DATA IN THIS EXERCISE
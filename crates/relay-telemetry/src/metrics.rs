//! Prometheus metrics for Relay.
//!
//! The recording helpers below are called by the chain executor. They go
//! through the `metrics` facade, so they are no-ops until [`init_metrics`]
//! installs the Prometheus recorder and starts its scrape endpoint.

use crate::error::TelemetryError;
use crate::TelemetryResult;
use metrics::{counter, describe_counter, describe_histogram, histogram};
use metrics_exporter_prometheus::{PrometheusBuilder, PrometheusHandle};
use std::net::SocketAddr;
use std::sync::OnceLock;
use std::time::Duration;
use tokio::runtime::Handle;
use tracing::{info, warn};

/// Global metrics handle for rendering.
static METRICS_HANDLE: OnceLock<PrometheusHandle> = OnceLock::new();

/// Metric names.
pub mod names {
    /// Chain invocations by final state.
    pub const CHAIN_EXECUTIONS: &str = "relay_chain_executions_total";
    /// Chain latency.
    pub const CHAIN_DURATION: &str = "relay_chain_duration_seconds";
    /// Middleware executions by outcome.
    pub const MIDDLEWARE_EXECUTIONS: &str = "relay_middleware_executions_total";
    /// Middleware latency.
    pub const MIDDLEWARE_DURATION: &str = "relay_middleware_duration_seconds";
    /// Middleware retry attempts.
    pub const MIDDLEWARE_RETRIES: &str = "relay_middleware_retries_total";
    /// Policy decisions.
    pub const POLICY_DECISIONS: &str = "relay_policy_decisions_total";
}

/// Metrics configuration.
#[derive(Debug, Clone)]
pub struct MetricsConfig {
    /// Whether metrics are enabled.
    pub enabled: bool,

    /// Address to expose metrics on (e.g., "0.0.0.0:9090").
    pub addr: String,
}

impl Default for MetricsConfig {
    fn default() -> Self {
        Self {
            enabled: true,
            addr: "0.0.0.0:9090".to_string(),
        }
    }
}

/// Initializes the metrics subsystem.
///
/// Installs the global Prometheus recorder and spawns its HTTP scrape
/// endpoint on `config.addr` onto the current Tokio runtime. The listener is
/// bound before this returns.
///
/// # Errors
///
/// Returns `TelemetryError::InvalidAddress` for an unparsable address and
/// `TelemetryError::MetricsInit` when called outside a Tokio runtime, when
/// the address cannot be bound or when a recorder is already installed.
pub fn init_metrics(config: &MetricsConfig) -> TelemetryResult<()> {
    if !config.enabled {
        return Ok(());
    }

    let addr: SocketAddr = config
        .addr
        .parse()
        .map_err(|e| TelemetryError::InvalidAddress(format!("{}: {e}", config.addr)))?;

    let runtime = Handle::try_current().map_err(|_| {
        TelemetryError::MetricsInit("the metrics exporter requires a Tokio runtime".to_string())
    })?;
    let _entered = runtime.enter();

    let (recorder, exporter) = PrometheusBuilder::new()
        .with_http_listener(addr)
        .build()
        .map_err(|e| TelemetryError::MetricsInit(e.to_string()))?;
    let handle = recorder.handle();

    metrics::set_global_recorder(recorder)
        .map_err(|e| TelemetryError::MetricsInit(e.to_string()))?;

    if METRICS_HANDLE.set(handle).is_err() {
        warn!("metrics handle already stored; render_metrics keeps the first one");
    }

    runtime.spawn(async move {
        if let Err(e) = exporter.await {
            warn!(error = ?e, "metrics exporter stopped");
        }
    });

    register_metric_descriptions();
    info!(addr = %addr, "metrics exporter listening");

    Ok(())
}

/// Renders metrics in Prometheus format.
///
/// Returns `None` if metrics are not initialized.
#[must_use]
pub fn render_metrics() -> Option<String> {
    METRICS_HANDLE.get().map(PrometheusHandle::render)
}

fn register_metric_descriptions() {
    describe_counter!(names::CHAIN_EXECUTIONS, "Chain invocations by final state");
    describe_histogram!(names::CHAIN_DURATION, "Chain execution duration in seconds");
    describe_counter!(
        names::MIDDLEWARE_EXECUTIONS,
        "Middleware executions by outcome (success, failure, skipped)"
    );
    describe_histogram!(
        names::MIDDLEWARE_DURATION,
        "Middleware execution duration in seconds"
    );
    describe_counter!(names::MIDDLEWARE_RETRIES, "Middleware retry attempts");
    describe_counter!(names::POLICY_DECISIONS, "Policy decisions by result");
}

/// Outcome label for a single middleware.
#[derive(Debug, Clone, Copy, PartialEq, Eq)]
pub enum Outcome {
    /// The middleware succeeded.
    Success,
    /// The middleware failed after exhausting its attempts.
    Failure,
    /// The middleware was skipped.
    Skipped,
}

impl Outcome {
    /// Returns the label value.
    pub const fn as_str(self) -> &'static str {
        match self {
            Self::Success => "success",
            Self::Failure => "failure",
            Self::Skipped => "skipped",
        }
    }
}

/// Records a finished chain invocation.
pub fn record_chain(state: &str, duration: Duration) {
    counter!(names::CHAIN_EXECUTIONS, "state" => state.to_string()).increment(1);
    histogram!(names::CHAIN_DURATION, "state" => state.to_string())
        .record(duration.as_secs_f64());
}

/// Records a finished middleware.
///
/// Skipped middleware do not contribute a duration observation.
pub fn record_middleware(middleware: &str, outcome: Outcome, duration: Duration) {
    counter!(
        names::MIDDLEWARE_EXECUTIONS,
        "middleware" => middleware.to_string(),
        "outcome" => outcome.as_str()
    )
    .increment(1);

    if outcome != Outcome::Skipped {
        histogram!(names::MIDDLEWARE_DURATION, "middleware" => middleware.to_string())
            .record(duration.as_secs_f64());
    }
}

/// Records a retry attempt.
pub fn record_retry(middleware: &str) {
    counter!(names::MIDDLEWARE_RETRIES, "middleware" => middleware.to_string()).increment(1);
}

/// Records a policy decision.
pub fn record_policy_decision(policy: &str, allowed: bool) {
    counter!(
        names::POLICY_DECISIONS,
        "policy" => policy.to_string(),
        "allowed" => allowed.to_string()
    )
    .increment(1);
}

#[cfg(test)]
mod tests {
    use super::*;
    use tokio::io::{AsyncReadExt, AsyncWriteExt};
    use tokio::net::TcpStream;

    #[test]
    fn test_default_config() {
        let config = MetricsConfig::default();
        assert!(config.enabled);
        assert_eq!(config.addr, "0.0.0.0:9090");
    }

    #[test]
    fn test_invalid_address_is_rejected() {
        let config = MetricsConfig {
            enabled: true,
            addr: "not-an-address".to_string(),
        };
        assert!(matches!(
            init_metrics(&config),
            Err(TelemetryError::InvalidAddress(_))
        ));
    }

    #[test]
    fn test_disabled_metrics() {
        let config = MetricsConfig {
            enabled: false,
            addr: String::new(),
        };
        assert!(init_metrics(&config).is_ok());
    }

    #[test]
    fn test_requires_runtime() {
        let config = MetricsConfig {
            enabled: true,
            addr: "127.0.0.1:0".to_string(),
        };
        assert!(matches!(
            init_metrics(&config),
            Err(TelemetryError::MetricsInit(_))
        ));
    }

    // The only test in this binary that installs the global recorder.
    #[tokio::test]
    async fn test_exporter_serves_scrapes() {
        let port = {
            let free = std::net::TcpListener::bind("127.0.0.1:0").unwrap();
            free.local_addr().unwrap().port()
        };
        let config = MetricsConfig {
            enabled: true,
            addr: format!("127.0.0.1:{port}"),
        };
        init_metrics(&config).unwrap();

        record_chain("completed", Duration::from_millis(4));
        assert!(render_metrics()
            .unwrap()
            .contains(names::CHAIN_EXECUTIONS));

        let mut stream = TcpStream::connect(("127.0.0.1", port)).await.unwrap();
        stream
            .write_all(b"GET /metrics HTTP/1.1\r\nHost: localhost\r\nConnection: close\r\n\r\n")
            .await
            .unwrap();
        let mut response = String::new();
        stream.read_to_string(&mut response).await.unwrap();

        assert!(response.starts_with("HTTP/1.1 200"));
        assert!(response.contains(names::CHAIN_EXECUTIONS));

        let again = init_metrics(&config);
        assert!(matches!(again, Err(TelemetryError::MetricsInit(_))));
    }

    #[test]
    fn test_record_functions_dont_panic() {
        record_chain("completed", Duration::from_millis(12));
        record_middleware("auth", Outcome::Success, Duration::from_millis(3));
        record_middleware("cache", Outcome::Skipped, Duration::ZERO);
        record_retry("upstream");
        record_policy_decision("admin-only", false);
    }

    #[test]
    fn test_outcome_labels() {
        assert_eq!(Outcome::Success.as_str(), "success");
        assert_eq!(Outcome::Failure.as_str(), "failure");
        assert_eq!(Outcome::Skipped.as_str(), "skipped");
    }
}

THE TASK
Among the lines of the material above, find those with the word "allowed". Copy each one.

SOLUTION
pub fn record_policy_decision(policy: &str, allowed: bool) {
        "allowed" => allowed.to_string()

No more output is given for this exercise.